Con todo, debido a la resolución desfavorable ante la Corte Interamericana desde el ámbito del Poder Judicial se elaboró una ley de “apertura“ de la casación, cuyos caracteres más importantes son: a) se produjo una desformalización de la casación, b) se admitió la posibilidad de presentar prueba nueva o que hubiera sido rechazada para el juicio oral, para discutir aspectos relacionados con los hechos, c) se admitió expresamente la posibilidad de recurrir a las grabaciones del debate para discutir la concordancia entre lo declarado por un imputado o por un testigo y lo que la sentencia dice al respecto. Con todo, esta última posibilidad ya existía en la práctica de los últimos años de aplicación del Código de 1973. Se ha hecho un esfuerzo por el Poder Judicial para la instalaciones de equipos de video en todas las salas de juicio, de modo que queden grabadas de este modo las audiencias, con la posibilidad de consultar 4 cámaras diferentes.

Mi criterio es que el problema de la casación no es solucionado con la ley, sino que se trata de un problema de cómo se enfrenta el tribunal de casación al caso concreto. Antes de la sentencia de Mauricio HERRERA era muy común la afirmación de que un aspecto relacionado con la valoración de la prueba, que otorgaba credibilidad a un testigo sobre otro, era vedado a la casación, ya que formaba parte de la vigencia de la inmediación. El control de la casación, salvo en lo relativo a la prueba nueva que se recibe, es fiscalizador y no renovador, pero debe actuarse con amplitud en esta función fiscalizadora, siendo estirada al máximo, siempre tomando en cuenta que no se ha presenciado el juicio oral y que la grabación tiene límites. Me temo que en la práctica de la casación no se han producido suficientes variaciones sobre la forma de resolver los asuntos, no teniendo importancia que antes los recursos se declaraban inadmisibles y ahora sin lugar. Los porcentajes de recursos de casación con lugar tendrían que haber aumentado, lo que no ha ocurido.

Por otro lado, las propuestas de reforma que se proponen desde la Sala Tercera de la Corte Suprema de Justicia tienden a reforzar su propio papel. Se pretende básicamente un cambio de nomenclatura, de modo que los tribunales de casación dejen de llamarse tales y pasen a llamarse tribunales de apelación. Es claro que no es del agrado de los magistrados de la Corte Suprema de Justicia que se hable de otros tribunales de casación y que los mismos lleguen a sostener criterios diversos a los de la Sala Tercera. Por otro lado, se trata de buscar una solución al problema de la jurisprudencia contradictoria, debido a los múltiples criterios que se han sostenido, pero ello a partir de la Sala Tercera y presentando problemas con respecto al efecto vinculante de dicha jurisprudencia erga omnes y, además, con relación a la garantía del derecho a recurir por parte del imputado, ya que se establece el reclamo ante la Sala también en contra del imputado.

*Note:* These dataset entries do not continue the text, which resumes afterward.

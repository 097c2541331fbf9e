use axum::http::HeaderValue;
use axum::{extract::Request, middleware::Next, response::Response};
use uuid::Uuid;

pub const REQUEST_ID_HEADER: &str = "x-request-id";

/// Ensure every request carries an `x-request-id`, propagated to the response.
///
/// An inbound id is reused so upstream proxies keep their correlation key; a
/// missing id is minted here.
pub async fn request_id_middleware(mut req: Request, next: Next) -> Response {
    let request_id = req
        .headers()
        .get(REQUEST_ID_HEADER)
        .and_then(|h| h.to_str().ok())
        .map(str::to_owned)
        .unwrap_or_else(|| Uuid::new_v4().to_string());

    if let Ok(value) = HeaderValue::from_str(&request_id) {
        req.headers_mut().insert(REQUEST_ID_HEADER, value.clone());
        let mut response = next.run(req).await;
        response.headers_mut().insert(REQUEST_ID_HEADER, value);
        return response;
    }

    next.run(req).await
}
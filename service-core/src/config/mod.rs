use crate::error::AppError;
use config::{Config as Cfg, File};
use serde::Deserialize;
use std::net::SocketAddr;

/// Settings shared by every service in the workspace.
#[derive(Debug, Deserialize, Clone)]
pub struct Config {
    #[serde(default = "default_port")]
    pub port: u16,
}

fn default_port() -> u16 {
    8080
}

impl Config {
    /// Load shared settings from `configuration.*` (optional) and `APP__`
    /// prefixed environment variables.
    pub fn load() -> Result<Self, AppError> {
        dotenvy::dotenv().ok();

        let config = Cfg::builder()
            .add_source(File::with_name("configuration").required(false))
            .add_source(config::Environment::with_prefix("APP").separator("__"))
            .build()?;

        Ok(config.try_deserialize()?)
    }

    /// Address the service binds, on all interfaces. Port 0 yields an
    /// ephemeral port, which test harnesses rely on.
    pub fn bind_addr(&self) -> SocketAddr {
        SocketAddr::from(([0, 0, 0, 0], self.port))
    }
}

impl Default for Config {
    fn default() -> Self {
        Self {
            port: default_port(),
        }
    }
}
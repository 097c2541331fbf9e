//! Payment processor webhook endpoint.
//!
//! Responds 200 on acceptance (including unhandled event kinds and updates
//! for subscriptions this side has never seen), 400 when the signature or
//! payload fails verification, and 500 when processing fails so the sender
//! redelivers.

use axum::body::Bytes;
use axum::extract::State;
use axum::http::HeaderMap;
use axum::Json;
use serde_json::{json, Value};
use service_core::error::AppError;

use crate::services::metrics::record_webhook_event;
use crate::services::webhook::WebhookError;
use crate::startup::AppState;

pub const SIGNATURE_HEADER: &str = "Stripe-Signature";

pub async fn processor_webhook(
    State(state): State<AppState>,
    headers: HeaderMap,
    body: Bytes,
) -> Result<Json<Value>, AppError> {
    let signature = headers
        .get(SIGNATURE_HEADER)
        .and_then(|v| v.to_str().ok())
        .ok_or_else(|| {
            tracing::warn!("missing webhook signature header");
            AppError::BadRequest(anyhow::anyhow!("missing signature header"))
        })?;

    let event = match state.verifier.verify_and_parse(&body, signature) {
        Ok(event) => event,
        Err(e @ WebhookError::Signature(_)) => {
            tracing::warn!(error = %e, "rejected webhook delivery");
            record_webhook_event("unverified", "rejected");
            return Err(AppError::BadRequest(anyhow::anyhow!("{e}")));
        }
        Err(e @ WebhookError::Payload(_)) => {
            tracing::warn!(error = %e, "unparseable webhook payload");
            record_webhook_event("unparseable", "rejected");
            return Err(AppError::BadRequest(anyhow::anyhow!("{e}")));
        }
    };

    let event_type = event.kind.as_str().to_string();
    tracing::info!(event_id = %event.id, event_type = %event_type, "processing webhook event");

    if let Err(e) = state.processor.process(&event).await {
        tracing::error!(event_id = %event.id, error = %e, "webhook event processing failed");
        record_webhook_event(&event_type, "failed");
        // Everything past verification is a processing failure; answering
        // 5xx makes the sender redeliver, which the idempotent handlers
        // absorb.
        return Err(AppError::InternalError(anyhow::anyhow!(
            "failed to process event: {e}"
        )));
    }

    record_webhook_event(&event_type, "accepted");
    Ok(Json(json!({ "received": true })))
}
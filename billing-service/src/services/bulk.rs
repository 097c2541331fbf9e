//! Bulk operation coordinator.
//!
//! Fans one administrative action out across target workspaces with bounded
//! concurrency. Failures are isolated per target: one workspace failing
//! never aborts the rest, and the operation completes once every target has
//! been attempted.

use std::sync::Arc;

use futures::stream::{self, StreamExt};
use serde_json::json;
use service_core::error::AppError;
use tracing::{error, info, instrument, warn};
use uuid::Uuid;

use crate::models::{
    BulkOperation, BulkOperationKind, CreateBulkOperation, MetricKind, NewUsageEvent, Plan,
    TargetOutcome,
};
use crate::services::catalog::PlanCatalog;
use crate::services::collaborators::WorkspaceOperations;
use crate::services::ledger::UsageLedger;
use crate::services::metrics::{record_bulk_operation, record_bulk_target};
use crate::services::store::{BulkOperationStore, SubscriptionStore};

pub struct BulkCoordinator {
    operations: Arc<dyn BulkOperationStore>,
    subscriptions: Arc<dyn SubscriptionStore>,
    ledger: UsageLedger,
    catalog: Arc<PlanCatalog>,
    collaborators: Arc<dyn WorkspaceOperations>,
    worker_limit: usize,
}

impl BulkCoordinator {
    pub fn new(
        operations: Arc<dyn BulkOperationStore>,
        subscriptions: Arc<dyn SubscriptionStore>,
        ledger: UsageLedger,
        catalog: Arc<PlanCatalog>,
        collaborators: Arc<dyn WorkspaceOperations>,
        worker_limit: usize,
    ) -> Self {
        Self {
            operations,
            subscriptions,
            ledger,
            catalog,
            collaborators,
            worker_limit: worker_limit.max(1),
        }
    }

    /// Create and drain a bulk operation.
    ///
    /// Returns the operation row in its terminal state. An error here means
    /// the operation could not be created or its state could not be
    /// persisted; per-target failures are recorded inside the row instead.
    #[instrument(skip(self, input), fields(kind = input.kind.as_str(), targets = input.target_workspaces.len()))]
    pub async fn run(&self, input: CreateBulkOperation) -> Result<BulkOperation, AppError> {
        if input.target_workspaces.is_empty() {
            let operation = self.operations.create(&input).await?;
            self.operations
                .mark_failed(operation.operation_id, "target workspace list is empty")
                .await?;
            warn!(operation_id = %operation.operation_id, "bulk operation has no targets");
            record_bulk_operation(input.kind.as_str(), "failed");
            return self.reload(operation.operation_id).await;
        }

        let operation = self.operations.create(&input).await?;
        self.operations.mark_running(operation.operation_id).await?;
        info!(
            operation_id = %operation.operation_id,
            kind = input.kind.as_str(),
            targets = input.target_workspaces.len(),
            "bulk operation running"
        );

        let plan = self.plan_for_creator(input.created_by).await;

        stream::iter(operation.target_workspaces.clone())
            .for_each_concurrent(self.worker_limit, |workspace_id| {
                let plan = plan.clone();
                async move {
                    let outcome = self
                        .process_target(input.kind, workspace_id, input.created_by, &plan)
                        .await;
                    record_bulk_target(
                        input.kind.as_str(),
                        if outcome.is_succeeded() { "succeeded" } else { "failed" },
                    );
                    if let Err(e) = self
                        .operations
                        .record_target_outcome(operation.operation_id, workspace_id, &outcome)
                        .await
                    {
                        error!(
                            operation_id = %operation.operation_id,
                            workspace_id = %workspace_id,
                            error = %e,
                            "failed to persist target outcome"
                        );
                    }
                }
            })
            .await;

        let completed = self.operations.mark_completed(operation.operation_id).await?;
        let summary = completed.summary();
        info!(
            operation_id = %completed.operation_id,
            succeeded = summary.succeeded,
            failed = summary.failed,
            "bulk operation completed"
        );
        record_bulk_operation(input.kind.as_str(), "completed");
        Ok(completed)
    }

    async fn process_target(
        &self,
        kind: BulkOperationKind,
        workspace_id: Uuid,
        created_by: Uuid,
        plan: &Plan,
    ) -> TargetOutcome {
        if kind == BulkOperationKind::Send {
            match self
                .ledger
                .would_exceed(workspace_id, MetricKind::Send, 1, plan)
                .await
            {
                Ok(quota) if quota.would_exceed => {
                    return TargetOutcome::failed(format!(
                        "send quota exceeded: {} of {} used this period",
                        quota.current,
                        quota.cap.unwrap_or_default()
                    ));
                }
                Ok(_) => {}
                Err(e) => {
                    // Quota reads are advisory; a ledger outage must not
                    // block the send path.
                    warn!(workspace_id = %workspace_id, error = %e, "quota check failed, proceeding");
                }
            }
        }

        match kind {
            BulkOperationKind::Fetch => match self.collaborators.fetch_sources(workspace_id).await
            {
                Ok(outcome) => {
                    TargetOutcome::succeeded(format!("{} items fetched", outcome.items_fetched))
                }
                Err(e) => TargetOutcome::failed(e.to_string()),
            },
            BulkOperationKind::Generate => {
                match self.collaborators.generate_draft(workspace_id).await {
                    Ok(outcome) if outcome.draft_generated => TargetOutcome::succeeded(format!(
                        "draft generated ({} chars)",
                        outcome.length.unwrap_or_default()
                    )),
                    Ok(_) => TargetOutcome::succeeded("no content available, draft skipped"),
                    Err(e) => TargetOutcome::failed(e.to_string()),
                }
            }
            BulkOperationKind::Send => {
                match self.collaborators.send_newsletter(workspace_id).await {
                    Ok(outcome) => {
                        self.ledger
                            .record(
                                NewUsageEvent::new(
                                    created_by,
                                    Some(workspace_id),
                                    MetricKind::Send,
                                )
                                .with_metadata(json!({ "recipient": outcome.recipient })),
                            )
                            .await;
                        TargetOutcome::succeeded(format!("sent to {}", outcome.recipient))
                    }
                    Err(e) => TargetOutcome::failed(e.to_string()),
                }
            }
        }
    }

    /// The plan governing the creator's quota, falling back to the catalog
    /// default when no subscription or plan row resolves.
    async fn plan_for_creator(&self, created_by: Uuid) -> Plan {
        let plan_id = match self.subscriptions.subscription_for_tenant(created_by).await {
            Ok(Some(subscription)) => subscription.plan_id,
            Ok(None) => self.catalog.default_plan_id().to_string(),
            Err(e) => {
                warn!(tenant_id = %created_by, error = %e, "subscription lookup failed, using default plan");
                self.catalog.default_plan_id().to_string()
            }
        };
        self.catalog
            .lookup(&plan_id)
            .or_else(|| self.catalog.default_plan())
            .cloned()
            .unwrap_or_else(crate::services::catalog::fallback_plan)
    }

    async fn reload(&self, operation_id: Uuid) -> Result<BulkOperation, AppError> {
        self.operations
            .get(operation_id)
            .await?
            .ok_or_else(|| AppError::InternalError(anyhow::anyhow!("bulk operation disappeared")))
    }
}
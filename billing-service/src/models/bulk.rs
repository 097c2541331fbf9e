//! Bulk operation model.

use std::collections::BTreeMap;

use chrono::{DateTime, Utc};
use serde::{Deserialize, Serialize};
use uuid::Uuid;

/// Kind of work a bulk operation fans out.
#[derive(Debug, Clone, Copy, PartialEq, Eq, Serialize, Deserialize)]
#[serde(rename_all = "snake_case")]
pub enum BulkOperationKind {
    Send,
    Fetch,
    Generate,
}

impl BulkOperationKind {
    pub fn as_str(&self) -> &'static str {
        match self {
            BulkOperationKind::Send => "send",
            BulkOperationKind::Fetch => "fetch",
            BulkOperationKind::Generate => "generate",
        }
    }

    pub fn from_string(s: &str) -> Self {
        match s {
            "send" => BulkOperationKind::Send,
            "generate" => BulkOperationKind::Generate,
            _ => BulkOperationKind::Fetch,
        }
    }
}

/// Bulk operation lifecycle.
///
/// `Completed` means every target was attempted, successfully or not.
/// `Failed` is reserved for operations that could not start at all.
#[derive(Debug, Clone, Copy, PartialEq, Eq, Serialize, Deserialize)]
#[serde(rename_all = "snake_case")]
pub enum BulkOperationStatus {
    Pending,
    Running,
    Completed,
    Failed,
}

impl BulkOperationStatus {
    pub fn as_str(&self) -> &'static str {
        match self {
            BulkOperationStatus::Pending => "pending",
            BulkOperationStatus::Running => "running",
            BulkOperationStatus::Completed => "completed",
            BulkOperationStatus::Failed => "failed",
        }
    }

    pub fn from_string(s: &str) -> Self {
        match s {
            "running" => BulkOperationStatus::Running,
            "completed" => BulkOperationStatus::Completed,
            "failed" => BulkOperationStatus::Failed,
            _ => BulkOperationStatus::Pending,
        }
    }
}

/// Outcome for a single target workspace. Written overwrite-by-key:
/// re-processing a target replaces its entry, never duplicates it.
#[derive(Debug, Clone, PartialEq, Eq, Serialize, Deserialize)]
#[serde(tag = "status", rename_all = "snake_case")]
pub enum TargetOutcome {
    Pending,
    Succeeded {
        #[serde(skip_serializing_if = "Option::is_none")]
        detail: Option<String>,
    },
    Failed {
        error: String,
    },
}

impl TargetOutcome {
    pub fn succeeded(detail: impl Into<String>) -> Self {
        TargetOutcome::Succeeded {
            detail: Some(detail.into()),
        }
    }

    pub fn failed(error: impl Into<String>) -> Self {
        TargetOutcome::Failed {
            error: error.into(),
        }
    }

    pub fn is_succeeded(&self) -> bool {
        matches!(self, TargetOutcome::Succeeded { .. })
    }

    pub fn is_failed(&self) -> bool {
        matches!(self, TargetOutcome::Failed { .. })
    }
}

/// One row per administrative fan-out request.
#[derive(Debug, Clone, Serialize, Deserialize)]
pub struct BulkOperation {
    pub operation_id: Uuid,
    /// The originating (agency) workspace.
    pub workspace_id: Uuid,
    pub kind: String,
    pub target_workspaces: Vec<Uuid>,
    pub status: String,
    pub progress: BTreeMap<Uuid, TargetOutcome>,
    pub succeeded_count: i32,
    pub failed_count: i32,
    /// Set only when the operation could not start.
    pub error_message: Option<String>,
    pub created_by: Uuid,
    pub created_utc: DateTime<Utc>,
    pub started_utc: Option<DateTime<Utc>>,
    pub completed_utc: Option<DateTime<Utc>>,
}

impl BulkOperation {
    /// Aggregate view of the per-target progress map.
    pub fn summary(&self) -> OperationSummary {
        let mut failures = Vec::new();
        let mut succeeded = 0;
        let mut failed = 0;
        for (workspace_id, outcome) in &self.progress {
            match outcome {
                TargetOutcome::Succeeded { .. } => succeeded += 1,
                TargetOutcome::Failed { error } => {
                    failed += 1;
                    failures.push(TargetFailure {
                        workspace_id: *workspace_id,
                        error: error.clone(),
                    });
                }
                TargetOutcome::Pending => {}
            }
        }
        OperationSummary {
            total: self.target_workspaces.len(),
            succeeded,
            failed,
            failures,
        }
    }
}

/// Input for creating a bulk operation.
#[derive(Debug, Clone)]
pub struct CreateBulkOperation {
    pub workspace_id: Uuid,
    pub kind: BulkOperationKind,
    pub target_workspaces: Vec<Uuid>,
    pub created_by: Uuid,
}

/// Aggregate counts plus failing targets with reasons.
#[derive(Debug, Clone, Serialize)]
pub struct OperationSummary {
    pub total: usize,
    pub succeeded: usize,
    pub failed: usize,
    pub failures: Vec<TargetFailure>,
}

#[derive(Debug, Clone, Serialize)]
pub struct TargetFailure {
    pub workspace_id: Uuid,
    pub error: String,
}
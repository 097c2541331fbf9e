//! service-core: Shared infrastructure for the billing workspace services.
pub mod config;
pub mod error;
pub mod middleware;
pub mod observability;

pub use axum;
pub use serde;
pub use serde_json;
pub use tokio;
pub use tower;
pub use tower_http;
pub use tracing;
pub use validator;
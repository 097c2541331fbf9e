//! Engagement tracking endpoints.
//!
//! The open pixel and click redirect are embedded into outgoing
//! newsletters. Both record an analytics usage event; neither lets a ledger
//! failure break the pixel or the redirect.

use axum::extract::{Query, State};
use axum::http::header;
use axum::response::{IntoResponse, Redirect};
use serde::Deserialize;
use serde_json::json;
use service_core::error::AppError;
use uuid::Uuid;

use crate::models::{MetricKind, NewUsageEvent};
use crate::startup::AppState;

/// A transparent 1x1 GIF.
const PIXEL_GIF: &[u8] = &[
    0x47, 0x49, 0x46, 0x38, 0x39, 0x61, 0x01, 0x00, 0x01, 0x00, 0x80, 0x00, 0x00, 0x00, 0x00,
    0x00, 0xFF, 0xFF, 0xFF, 0x21, 0xF9, 0x04, 0x01, 0x00, 0x00, 0x00, 0x00, 0x2C, 0x00, 0x00,
    0x00, 0x00, 0x01, 0x00, 0x01, 0x00, 0x00, 0x02, 0x02, 0x44, 0x01, 0x00, 0x3B,
];

#[derive(Debug, Deserialize)]
pub struct TrackingParams {
    pub tenant: Uuid,
    pub workspace: Uuid,
    pub draft: Option<String>,
    pub url: Option<String>,
}

/// `GET /track/open` - record an open event and serve the pixel.
pub async fn track_open(
    State(state): State<AppState>,
    Query(params): Query<TrackingParams>,
) -> impl IntoResponse {
    state
        .ledger
        .record(
            NewUsageEvent::new(params.tenant, Some(params.workspace), MetricKind::Open)
                .with_metadata(json!({ "draft": params.draft })),
        )
        .await;

    ([(header::CONTENT_TYPE, "image/gif")], PIXEL_GIF)
}

/// `GET /track/click` - record a click event and redirect to the target.
pub async fn track_click(
    State(state): State<AppState>,
    Query(params): Query<TrackingParams>,
) -> Result<Redirect, AppError> {
    let url = params
        .url
        .as_deref()
        .filter(|url| !url.is_empty())
        .ok_or_else(|| AppError::BadRequest(anyhow::anyhow!("missing redirect url")))?;

    state
        .ledger
        .record(
            NewUsageEvent::new(params.tenant, Some(params.workspace), MetricKind::Click)
                .with_metadata(json!({ "draft": params.draft, "url": url })),
        )
        .await;

    Ok(Redirect::temporary(url))
}
//! Billing Service entry point.

use billing_service::config::BillingConfig;
use billing_service::services::init_metrics;
use billing_service::startup::Application;

use service_core::observability::init_tracing;
use tokio::signal;

async fn shutdown_signal() {
    let ctrl_c = async {
        signal::ctrl_c()
            .await
            .expect("Failed to install Ctrl+C handler");
    };

    #[cfg(unix)]
    let terminate = async {
        signal::unix::signal(signal::unix::SignalKind::terminate())
            .expect("Failed to install SIGTERM handler")
            .recv()
            .await;
    };

    #[cfg(not(unix))]
    let terminate = std::future::pending::<()>();

    tokio::select! {
        _ = ctrl_c => {},
        _ = terminate => {},
    }

    tracing::info!("Shutdown signal received, starting graceful shutdown");
}

#[tokio::main]
async fn main() -> std::io::Result<()> {
    let config = BillingConfig::from_env().map_err(|e| {
        eprintln!("Failed to load configuration: {}", e);
        std::io::Error::other(format!("Configuration error: {}", e))
    })?;

    init_tracing(
        &config.service_name,
        &config.log_level,
        config.otlp_endpoint.as_deref(),
    );

    tracing::info!(
        version = env!("CARGO_PKG_VERSION"),
        "Starting billing-service"
    );

    init_metrics();

    tracing::info!(
        service_name = %config.service_name,
        port = %config.common.port,
        db_max_connections = %config.database.max_connections,
        db_min_connections = %config.database.min_connections,
        default_plan = %config.default_plan_id,
        bulk_workers = %config.bulk.worker_limit,
        "Configuration loaded"
    );

    let app = Application::build(config).await.map_err(|e| {
        tracing::error!(error = %e, "Failed to build application");
        std::io::Error::other(format!("Application build error: {}", e))
    })?;

    tokio::select! {
        result = app.run_until_stopped() => {
            if let Err(e) = result {
                tracing::error!(error = %e, "Application error");
                return Err(e);
            }
        }
        _ = shutdown_signal() => {
            tracing::info!("Graceful shutdown initiated");
        }
    }

    tracing::info!("Service shutdown complete");
    Ok(())
}
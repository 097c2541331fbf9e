//! Typed payment-processor webhook events.
//!
//! Payloads arrive as loosely-typed JSON keyed by an event type string. They
//! are decoded into this tagged union so new event kinds from the sender
//! fail closed (logged and ignored) instead of crashing on dynamic field
//! access.

use chrono::{DateTime, Utc};
use serde_json::Value;

/// Webhook event kinds this service reacts to.
#[derive(Debug, Clone, PartialEq, Eq)]
pub enum EventKind {
    CheckoutCompleted,
    SubscriptionCreated,
    SubscriptionUpdated,
    SubscriptionDeleted,
    PaymentSucceeded,
    PaymentFailed,
    Unknown(String),
}

impl From<&str> for EventKind {
    fn from(s: &str) -> Self {
        match s {
            "checkout.session.completed" => Self::CheckoutCompleted,
            "customer.subscription.created" => Self::SubscriptionCreated,
            "customer.subscription.updated" => Self::SubscriptionUpdated,
            "customer.subscription.deleted" => Self::SubscriptionDeleted,
            "invoice.payment_succeeded" => Self::PaymentSucceeded,
            "invoice.payment_failed" => Self::PaymentFailed,
            other => Self::Unknown(other.to_string()),
        }
    }
}

impl EventKind {
    pub fn as_str(&self) -> &str {
        match self {
            EventKind::CheckoutCompleted => "checkout.session.completed",
            EventKind::SubscriptionCreated => "customer.subscription.created",
            EventKind::SubscriptionUpdated => "customer.subscription.updated",
            EventKind::SubscriptionDeleted => "customer.subscription.deleted",
            EventKind::PaymentSucceeded => "invoice.payment_succeeded",
            EventKind::PaymentFailed => "invoice.payment_failed",
            EventKind::Unknown(kind) => kind,
        }
    }
}

/// A verified, parsed webhook event.
#[derive(Debug, Clone)]
pub struct ProcessorEvent {
    /// The sender's stable event identifier.
    pub id: String,
    pub kind: EventKind,
    pub data: EventData,
    /// Sender-side creation time (unix seconds).
    pub created: i64,
}

/// Event payload variants.
#[derive(Debug, Clone)]
pub enum EventData {
    Checkout(CheckoutData),
    Subscription(SubscriptionData),
    Invoice(InvoiceData),
    /// Raw JSON for unknown event kinds.
    Raw(Value),
}

/// Checkout-completed payload.
#[derive(Debug, Clone)]
pub struct CheckoutData {
    pub session_id: String,
    /// Billing contact email used to resolve the tenant.
    pub customer_email: Option<String>,
    pub subscription_id: Option<String>,
    /// Price identifier used to resolve the plan.
    pub price_id: Option<String>,
}

/// Subscription created/updated/deleted payload.
#[derive(Debug, Clone)]
pub struct SubscriptionData {
    pub subscription_id: String,
    pub status: String,
    pub period_start: DateTime<Utc>,
    pub period_end: DateTime<Utc>,
    pub trial_end: Option<DateTime<Utc>>,
    pub price_id: Option<String>,
}

/// Invoice payment payload.
#[derive(Debug, Clone)]
pub struct InvoiceData {
    pub invoice_id: String,
    pub subscription_id: Option<String>,
    pub amount_cents: i64,
    pub currency: String,
}
#[async_trait]
impl BulkOperationStore for InMemoryStore {
    async fn create(&self, input: &CreateBulkOperation) -> Result<BulkOperation, AppError> {
        let operation = BulkOperation {
            operation_id: Uuid::new_v4(),
            workspace_id: input.workspace_id,
            kind: input.kind.as_str().to_string(),
            target_workspaces: input.target_workspaces.clone(),
            status: BulkOperationStatus::Pending.as_str().to_string(),
            progress: BTreeMap::new(),
            succeeded_count: 0,
            failed_count: 0,
            error_message: None,
            created_by: input.created_by,
            created_utc: Utc::now(),
            started_utc: None,
            completed_utc: None,
        };
        self.operations
            .lock()
            .unwrap()
            .insert(operation.operation_id, operation.clone());
        Ok(operation)
    }

    async fn mark_running(&self, operation_id: Uuid) -> Result<(), AppError> {
        let mut operations = self.operations.lock().unwrap();
        if let Some(operation) = operations.get_mut(&operation_id) {
            operation.status = BulkOperationStatus::Running.as_str().to_string();
            operation.started_utc = Some(Utc::now());
        }
        Ok(())
    }

    async fn mark_failed(&self, operation_id: Uuid, error: &str) -> Result<(), AppError> {
        let mut operations = self.operations.lock().unwrap();
        if let Some(operation) = operations.get_mut(&operation_id) {
            operation.status = BulkOperationStatus::Failed.as_str().to_string();
            operation.error_message = Some(error.to_string());
            operation.completed_utc = Some(Utc::now());
        }
        Ok(())
    }

    async fn record_target_outcome(
        &self,
        operation_id: Uuid,
        workspace_id: Uuid,
        outcome: &TargetOutcome,
    ) -> Result<(), AppError> {
        let mut operations = self.operations.lock().unwrap();
        if let Some(operation) = operations.get_mut(&operation_id) {
            operation.progress.insert(workspace_id, outcome.clone());
        }
        Ok(())
    }

    async fn mark_completed(&self, operation_id: Uuid) -> Result<BulkOperation, AppError> {
        let mut operations = self.operations.lock().unwrap();
        let operation = operations
            .get_mut(&operation_id)
            .ok_or_else(|| AppError::NotFound(anyhow::anyhow!("Bulk operation not found")))?;
        operation.status = BulkOperationStatus::Completed.as_str().to_string();
        operation.completed_utc = Some(Utc::now());
        operation.succeeded_count = operation
            .progress
            .values()
            .filter(|outcome| outcome.is_succeeded())
            .count() as i32;
        operation.failed_count = operation
            .progress
            .values()
            .filter(|outcome| outcome.is_failed())
            .count() as i32;
        Ok(operation.clone())
    }

    async fn get(&self, operation_id: Uuid) -> Result<Option<BulkOperation>, AppError> {
        Ok(self.operations.lock().unwrap().get(&operation_id).cloned())
    }
}

/// Collaborator stub with per-workspace failure injection and call
/// recording.
#[derive(Default)]
pub struct StubCollaborators {
    failing: HashSet<Uuid>,
    calls: Mutex<Vec<(&'static str, Uuid)>>,
}

impl StubCollaborators {
    pub fn new() -> Self {
        Self::default()
    }

    pub fn failing_for(targets: &[Uuid]) -> Self {
        Self {
            failing: targets.iter().copied().collect(),
            calls: Mutex::new(Vec::new()),
        }
    }

    pub fn calls(&self) -> Vec<(&'static str, Uuid)> {
        self.calls.lock().unwrap().clone()
    }

    fn check(&self, operation: &'static str, workspace_id: Uuid) -> Result<(), CollaboratorError> {
        self.calls.lock().unwrap().push((operation, workspace_id));
        if self.failing.contains(&workspace_id) {
            return Err(CollaboratorError::Upstream {
                operation,
                status: 502,
                detail: "collaborator unavailable".to_string(),
            });
        }
        Ok(())
    }
}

El derecho a recurir la sentencia condenatoria en definitiva ha tenido una importancia fundamental con respecto al reconocimiento de la aplicación interna del derecho internacional de los derechos humanos. Desempeñó el papel fundamental en el reconocimiento del valor autoejecutivo de los tratados internacionales de derechos humanos, en particular la Convención Americana sobre Derechos Humanos. La Sala Constitucional ha afirmado incluso que este carácter autoejecutivo lo tienen otros instrumentos internacionales de derechos humanos, incluso aquellos que tradicionalmente han sido conocidos como parte del “soft law“. Ha afirmado también el carácter supraconstitucional de los derechos humanos cuando establecen derechos mayores que los reconocidos en la misma Constitución Política, de acuerdo al principio pro homine. Sin embargo, el nuevo impulso lo dio la sentencia del caso de Mauricio HERRERA ULLOA en contra de Costa Rica, ya que se trató de la primera condenatoria en contra de Costa Rica en la jurisdicción contenciosa de la Corte Interamericana de Derechos Humanos, implicando que los tribunales costarricenses, incluyendo la Sala Constitucional y la Sala Tercera de la Corte Suprema de Justicia, deben actuar con cautela especial, ya que son controlados por la Comisión Interamericana y la Corte Interamericana de Derechos Humanos. De hecho, la sentencia del caso de Mauricio HERRERA ULLOA resolvió en contra de una resolución de la Sala Tercera de la Corte Suprema. Todo ello implica la necesidad de revisar las prácticas jurisprudenciales que muchas veces en forma automática y burocrática se habían venido sosteniendo, entre ellas las relativas a la resolución de los recursos de casación.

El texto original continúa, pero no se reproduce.